Thousands of riot police clubbed and arrested protesters and journalists yesterday as the Egyptian government clamped down on a demonstration organized to support pro-reform judges.
Carrying shields and sticks, police and plainclothes security officers flooded the streets of the capital in the morning, sealing off roads, closing subway stations, and waiting for protests to begin. As chanting bands of demonstrators attempted to coalesce into a street protest, the riot police swarmed. Men and women were dragged over asphalt, kicked, and beaten bloody. Many were forced into police vehicles and taken away.
Journalists attempting to cover the protest also came under attack. Among those assaulted were a Reuters photographer, a cameraman for Al-Jazeera, and a Los Angeles Times reporter.

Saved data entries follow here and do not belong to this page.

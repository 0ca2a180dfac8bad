use std::collections::HashMap;

use async_trait::async_trait;
use aws_sdk_dynamodb::{
    types::{AttributeValue, ReturnValue},
    Client,
};

use super::{
    item::{format_ts, item_to_record, key_for, CREATED_AT, EMAIL, NAME, PASSWORD, UPDATED_AT},
    sdk_error,
};
use crate::storage::{email_key, StoreError, StoreResult, UserStore};
use crate::users::{
    keys::{KeyScheme, UserKey},
    repo_types::{NewUserRecord, UserChanges, UserRecord},
};

/// Key-value driver, second generation: writes are `UpdateItem` expressions
/// and existence is read back from `ReturnValues` instead of a prior `GetItem`.
#[derive(Clone)]
pub struct DynamoExpressionStore {
    client: Client,
    table: String,
}

/// A `SET` expression with its placeholder maps.
#[derive(Debug, Default, PartialEq)]
struct SetExpression {
    expression: String,
    names: HashMap<String, String>,
    values: HashMap<String, AttributeValue>,
}

impl SetExpression {
    fn set(&mut self, attr: &str, value: AttributeValue) {
        let clause = format!("#{attr} = :{attr}");
        if self.expression.is_empty() {
            self.expression = format!("SET {clause}");
        } else {
            self.expression.push_str(", ");
            self.expression.push_str(&clause);
        }
        self.names.insert(format!("#{attr}"), attr.to_string());
        self.values.insert(format!(":{attr}"), value);
    }
}

fn insert_expression(user: &NewUserRecord) -> StoreResult<SetExpression> {
    let created = format_ts(user.created_at)?;
    let mut set = SetExpression::default();
    if let Some(name) = &user.name {
        set.set(NAME, AttributeValue::S(name.clone()));
    }
    set.set(PASSWORD, AttributeValue::S(user.password_hash.clone()));
    set.set(CREATED_AT, AttributeValue::S(created.clone()));
    set.set(UPDATED_AT, AttributeValue::S(created));
    Ok(set)
}

fn update_expression(changes: &UserChanges) -> StoreResult<SetExpression> {
    let mut set = SetExpression::default();
    if let Some(name) = &changes.name {
        set.set(NAME, AttributeValue::S(name.clone()));
    }
    if let Some(hash) = &changes.password_hash {
        set.set(PASSWORD, AttributeValue::S(hash.clone()));
    }
    set.set(UPDATED_AT, AttributeValue::S(format_ts(changes.updated_at)?));
    Ok(set)
}

impl DynamoExpressionStore {
    pub fn new(client: Client, table: impl Into<String>) -> Self {
        Self {
            client,
            table: table.into(),
        }
    }

    /// Runs a conditional `UpdateItem` returning the new image. `None` means
    /// the condition did not hold.
    async fn conditional_update(
        &self,
        email: &str,
        set: SetExpression,
        condition: &str,
    ) -> StoreResult<Option<UserRecord>> {
        let result = self
            .client
            .update_item()
            .table_name(&self.table)
            .set_key(Some(key_for(email)))
            .update_expression(set.expression)
            .set_expression_attribute_names(Some(set.names))
            .set_expression_attribute_values(Some(set.values))
            .condition_expression(condition)
            .return_values(ReturnValue::AllNew)
            .send()
            .await;

        match result {
            Ok(out) => {
                let attrs = out.attributes.ok_or_else(|| {
                    StoreError::InvalidData("UpdateItem returned no attributes".into())
                })?;
                item_to_record(&attrs).map(Some)
            }
            Err(err)
                if err
                    .as_service_error()
                    .is_some_and(|e| e.is_conditional_check_failed_exception()) =>
            {
                Ok(None)
            }
            Err(err) => Err(sdk_error("UpdateItem", err)),
        }
    }
}

#[async_trait]
impl UserStore for DynamoExpressionStore {
    fn scheme(&self) -> KeyScheme {
        KeyScheme::Email
    }

    async fn insert(&self, user: NewUserRecord) -> StoreResult<UserRecord> {
        let set = insert_expression(&user)?;
        let created = self
            .conditional_update(&user.email, set, "attribute_not_exists(email)")
            .await?;
        created.ok_or(StoreError::AlreadyExists(user.email))
    }

    async fn fetch(&self, key: &UserKey) -> StoreResult<Option<UserRecord>> {
        let email = email_key(key)?;
        let out = self
            .client
            .get_item()
            .table_name(&self.table)
            .set_key(Some(key_for(email)))
            .projection_expression("#e, #n, #p, #c, #u")
            .expression_attribute_names("#e", EMAIL)
            .expression_attribute_names("#n", NAME)
            .expression_attribute_names("#p", PASSWORD)
            .expression_attribute_names("#c", CREATED_AT)
            .expression_attribute_names("#u", UPDATED_AT)
            .consistent_read(true)
            .send()
            .await
            .map_err(|e| sdk_error("GetItem", e))?;
        out.item.as_ref().map(item_to_record).transpose()
    }

    async fn fetch_all(&self) -> StoreResult<Vec<UserRecord>> {
        let mut items = self
            .client
            .scan()
            .table_name(&self.table)
            .into_paginator()
            .items()
            .send();
        let mut records = Vec::new();
        while let Some(item) = items.next().await {
            let item = item.map_err(|e| sdk_error("Scan", e))?;
            records.push(item_to_record(&item)?);
        }
        Ok(records)
    }

    async fn update(&self, key: &UserKey, changes: UserChanges) -> StoreResult<UserRecord> {
        let email = email_key(key)?;
        if changes.email.as_deref().is_some_and(|e| e != email) {
            return Err(StoreError::InvalidData("email is the item key".into()));
        }
        let set = update_expression(&changes)?;
        self.conditional_update(email, set, "attribute_exists(email)")
            .await?
            .ok_or(StoreError::NotFound)
    }

    async fn remove(&self, key: &UserKey) -> StoreResult<()> {
        let email = email_key(key)?;
        let out = self
            .client
            .delete_item()
            .table_name(&self.table)
            .set_key(Some(key_for(email)))
            .return_values(ReturnValue::AllOld)
            .send()
            .await
            .map_err(|e| sdk_error("DeleteItem", e))?;
        // DeleteItem succeeds on missing keys; the old image tells us if
        // anything was actually there.
        match out.attributes {
            Some(old) if !old.is_empty() => Ok(()),
            _ => Err(StoreError::NotFound),
        }
    }
}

''I've never seen the level of brutality I saw today," said Rabab Mahdi, a 31-year-old political science lecturer at American University in Cairo.
The attack on demonstrators was the latest eruption amid a general crackdown on Egypt's fledgling, grass-roots democracy movement. Despite the promises of political change and the air of relative liberty that gripped the country last year, Hosni Mubarak's regime now appears keen to silence, or at least quiet, dissent.
Dozens of opposition figures, including activists from the Muslim Brotherhood and antigovernment leftists, have been jailed. More than 50 prodemocracy activists are held in the notorious Tora Prison, south of Cairo. They include prominent blogger Alaa Seif al-Islam, whose website has been publishing virulent anti-Mubarak writings and photographs. About 40 of the inmates are said to be carrying on a hunger strike to protest their prison conditions.
The Egyptian government has postponed for two years local elections that were to be held in April. It has renewed its controversial emergency law, which allows for arbitrary arrest and detention without charge. The lifting of the emergency law was a key promise in Mubarak's election campaign.
Attempts to reach Egyptian officials for comment yesterday were unsuccessful.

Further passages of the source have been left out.